This article was published on March 25, 2011

Kinect for surgery? It’s more likely, and safer, than you think


Kinect for surgery? It’s more likely, and safer, than you think

Microsoft’s Kinect is a smash hit in both the consumer and hacker worlds, but does it have a shot to make a splash in the realm of medicine?

Before you jump to the wrong conclusion, the Kinect is not being tested as a tool that doctors could interact with to execute any part of the actual surgery, meaning that no scalpels will be remotely driven. Instead it is being thought of as a fancy remote that a doctor could use in a surgical environment to interface with images needed for the operation.

In the current medical world, there is often a person in a surgical room who handles image work, forcing the doctor to interact with them to move the images and scans around on screens. This can create confusion and consternation.

With Kinect, if properly set up, the doctor themselves could move and focus the images with their hands. Why can’t the doctor just use the computer in the room? Because they have maintain a “scrubbed state,”‘ the colloquial term for sterility. If they touched a computer, they would have to scrub up again, and then again every time they moved an image. Kinect would let them do their own work, while staying clean.

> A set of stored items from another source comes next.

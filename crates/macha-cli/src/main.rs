mod cli;
mod commands;
mod config;
mod error;
mod logging;
mod utils;

use crate::cli::Cli;
use crate::error::Result;
use clap::Parser;
use tracing::{debug, error, info};

fn main() {
    if let Err(e) = run_app() {
        eprintln!("\n❌ Error: {}", e);
        std::process::exit(1);
    }
}

fn run_app() -> Result<()> {
    let cli = Cli::parse();
    logging::setup_logging(cli.verbose, cli.quiet, cli.log_file.clone())?;

    info!("🚀 MACHA CLI v{} starting up.", env!("CARGO_PKG_VERSION"));
    debug!("Full CLI arguments parsed: {:?}", &cli);

    let command_result = config::build_config(&cli).and_then(commands::prepare::run);

    match &command_result {
        Ok(_) => {
            info!("✅ Command completed successfully.");
            println!("✅ Command completed successfully.");
        }
        Err(e) => {
            error!("❌ Command failed: {}", e);
            eprintln!("❌ Command failed: {}", e);
        }
    }

    command_result
}
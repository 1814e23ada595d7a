use clap::Parser;
use std::path::PathBuf;

const HELP_TEMPLATE: &str = "\
{before-help}{name} {version}
{author-with-newline}{about-with-newline}
{usage-heading} {usage}

{all-args}{after-help}
";

#[derive(Parser, Debug)]
#[command(
    author = "Johannes Karwanoupoulos, Åsmund Kaupang",
    version,
    about = "MACHA - Prepares CHARMM inputs (segment CRD files, topology streams and patched scripts) for ligand free-energy simulations.",
    help_template = HELP_TEMPLATE,
)]
pub struct Cli {
    /// Ligand id to prepare. Every structure file in the original folder is
    /// prepared when omitted.
    #[arg(value_name = "LIGAND")]
    pub ligand: Option<String>,

    /// Path to a configuration file in TOML format.
    #[arg(short, long, value_name = "PATH")]
    pub config: Option<PathBuf>,

    /// Directory holding the original and ligands folders. Defaults to the
    /// current directory.
    #[arg(short = 'd', long, value_name = "DIR")]
    pub parent_dir: Option<PathBuf>,

    /// Path to the CGenFF executable. `PATH` is searched otherwise.
    #[arg(long, value_name = "PATH", conflicts_with = "no_cgenff")]
    pub cgenff: Option<PathBuf>,

    /// Skip ligand parametrization with CGenFF.
    #[arg(long)]
    pub no_cgenff: bool,

    /// Write a CSV table of all atoms next to the CRD files.
    #[arg(long)]
    pub atom_table: bool,

    /// Set a specific configuration value, overriding the config file.
    /// Can be used multiple times. Example: -S charmm.run=true
    #[arg(short = 'S', long = "set", value_name = "KEY=VALUE", num_args(0..))]
    pub set_values: Vec<String>,

    /// Increase verbosity level (-v for INFO, -vv for DEBUG, -vvv for TRACE)
    #[arg(short, long, action = clap::ArgAction::Count)]
    pub verbose: u8,

    /// Suppress all log output except for errors
    #[arg(short, long, conflicts_with = "verbose")]
    pub quiet: bool,

    /// Write logs to a specified file in addition to the console output
    #[arg(long, value_name = "PATH")]
    pub log_file: Option<PathBuf>,
}
//! Drivers for the external programs used during preparation.
//!
//! Both CGenFF and CHARMM are optional: a driver without a resolvable binary
//! logs guidance and reports `Ok(None)` instead of failing.

pub mod cgenff;
pub mod charmm;
pub mod process;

Antonio Criminisi, who is working on the project, had this to say: “Our solution enables surgeons to wave at the screen and access the patients images without touching any physical device, thus maintaining asepsis.” If you were curious, asepsis means clean.

Thus far in the life of Kinect, most of the hacks that have been made using the device have been for fun, often involving light sabers. This medical concept is the most useful, and most interesting real-life use for the Kinect that we have come across thus far.

Kinect: coming to an open heart transplant near you? It just might be.